> **PROMPT**: Every line holding the string "EventArg" should be copied from the listing.
________
//! Verb dispatcher for the client-facing API.
//!
//! A transport (bus binding, socket, test harness) hands each call to
//! [`Dispatcher::dispatch`] together with the caller's [`Session`]. Arguments
//! and replies are JSON objects using the historical key names.

use std::sync::Arc;

use serde::Deserialize;
use serde_json::{json, Value};
use thiserror::Error;
use tracing::{debug, warn};

use crate::error::WMError;
use crate::events::{DrawingRect, EventKind, EventSubscription};
use crate::service::WindowManagerService;
use crate::types::SurfaceId;

#[derive(Debug, Error)]
pub enum DispatchError {
    #[error("Unknown verb '{0}'")]
    UnknownVerb(String),
    #[error("Invalid arguments for '{verb}': {source}")]
    InvalidArguments {
        verb: String,
        #[source]
        source: serde_json::Error,
    },
    #[error("Unknown event '{0}'")]
    UnknownEvent(String),
    #[error(transparent)]
    Wm(#[from] WMError),
}

impl DispatchError {
    /// Code placed in the failure reply.
    pub fn code(&self) -> &'static str {
        match self {
            DispatchError::Wm(e) => e.code(),
            _ => "FAIL",
        }
    }
}

/// Per-connection state: who is calling and which events they asked for.
#[derive(Debug)]
pub struct Session {
    app_id: String,
    events: Option<EventSubscription>,
}

impl Session {
    pub fn new(app_id: impl Into<String>) -> Self {
        Self {
            app_id: app_id.into(),
            events: None,
        }
    }

    pub fn app_id(&self) -> &str {
        &self.app_id
    }

    /// The session's event stream, present after the first `wm_subscribe`.
    pub fn events(&mut self) -> Option<&mut EventSubscription> {
        self.events.as_mut()
    }
}

#[derive(Debug, Deserialize)]
struct DrawingNameArgs {
    drawing_name: String,
}

#[derive(Debug, Deserialize)]
struct ActivateArgs {
    drawing_name: String,
    drawing_area: String,
}

#[derive(Debug, Deserialize)]
#[serde(untagged)]
enum IviIdArg {
    Number(SurfaceId),
    Text(String),
}

#[derive(Debug, Deserialize)]
struct XdgArgs {
    drawing_name: String,
    ivi_id: IviIdArg,
}

#[derive(Debug, Deserialize)]
#[serde(untagged)]
enum EventArg {
    Index(usize),
    Name(String),
}

#[derive(Debug, Deserialize)]
struct SubscribeArgs {
    event: EventArg,
}

fn parse<T: for<'de> Deserialize<'de>>(verb: &str, args: Value) -> Result<T, DispatchError> {
    serde_json::from_value(args).map_err(|source| DispatchError::InvalidArguments {
        verb: verb.to_string(),
        source,
    })
}

impl EventArg {
    fn resolve(self) -> Result<EventKind, DispatchError> {
        match self {
            EventArg::Index(i) => EventKind::ALL.get(i).copied().ok_or_else(|| DispatchError::UnknownEvent(i.to_string())),
            EventArg::Name(name) => name.parse().map_err(|_| DispatchError::UnknownEvent(name)),
        }
    }
}

impl IviIdArg {
    fn resolve(self) -> Result<SurfaceId, DispatchError> {
        match self {
            IviIdArg::Number(id) => Ok(id),
            IviIdArg::Text(text) => text.trim().parse().map_err(|_| DispatchError::Wm(WMError::Fail)),
        }
    }
}

pub struct Dispatcher<S: WindowManagerService + ?Sized> {
    service: Arc<S>,
}

impl<S: WindowManagerService + ?Sized> Dispatcher<S> {
    pub fn new(service: Arc<S>) -> Self {
        Self { service }
    }

    pub fn service(&self) -> &Arc<S> {
        &self.service
    }

    /// Runs one verb on behalf of `session`.
    pub async fn dispatch(&self, session: &mut Session, verb: &str, args: Value) -> Result<Value, DispatchError> {
        debug!(app_id = %session.app_id, verb, "Dispatching");
        let app_id = session.app_id.as_str();
        let reply = match verb {
            "requestsurface" => {
                let a: DrawingNameArgs = parse(verb, args)?;
                let id = self.service.request_surface(app_id, &a.drawing_name).await?;
                json!(id)
            }
            "requestsurfacexdg" => {
                let a: XdgArgs = parse(verb, args)?;
                let ivi_id = a.ivi_id.resolve()?;
                self.service.request_surface_xdg(app_id, &a.drawing_name, ivi_id).await?;
                Value::Null
            }
            "activatewindow" => {
                let a: ActivateArgs = parse(verb, args)?;
                let handle = self.service.activate_window(app_id, &a.drawing_name, &a.drawing_area).await?;
                json!(handle)
            }
            "deactivatewindow" => {
                let a: DrawingNameArgs = parse(verb, args)?;
                let handle = self.service.deactivate_window(app_id, &a.drawing_name).await?;
                json!(handle)
            }
            "enddraw" => {
                let a: DrawingNameArgs = parse(verb, args)?;
                self.service.end_draw(app_id, &a.drawing_name).await?;
                Value::Null
            }
            "getdisplayinfo" => json!(self.service.display_info().await?),
            "getareainfo" => {
                let a: DrawingNameArgs = parse(verb, args)?;
                let rect = self.service.area_info(&a.drawing_name).await?;
                json!(DrawingRect::from(rect))
            }
            "wm_subscribe" => {
                let a: SubscribeArgs = parse(verb, args)?;
                let kind = a.event.resolve()?;
                match session.events.as_mut() {
                    Some(sub) => sub.add(kind),
                    None => session.events = Some(self.service.subscribe(vec![kind])),
                }
                Value::Null
            }
            "list_drawing_names" => json!(self.service.drawing_names().await),
            "debug_layers" => json!(self.service.layout_snapshot().await),
            "ping" => json!({ "status": "pong" }),
            other => {
                warn!(app_id = %session.app_id, verb = other, "Unknown verb");
                return Err(DispatchError::UnknownVerb(other.to_string()));
            }
        };
        Ok(reply)
    }

    /// Tears down everything `session` owned.
    pub async fn close(&self, session: Session) {
        debug!(app_id = %session.app_id, "Session closed");
        self.service.client_disconnected(&session.app_id).await;
    }
}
________
> **RESULT FOR THIS TASK**:
enum EventArg {
    event: EventArg,
impl EventArg {
            EventArg::Index(i) => EventKind::ALL.get(i).copied().ok_or_else(|| DispatchError::UnknownEvent(i.to_string())),
            EventArg::Name(name) => name.parse().map_err(|_| DispatchError::UnknownEvent(name)),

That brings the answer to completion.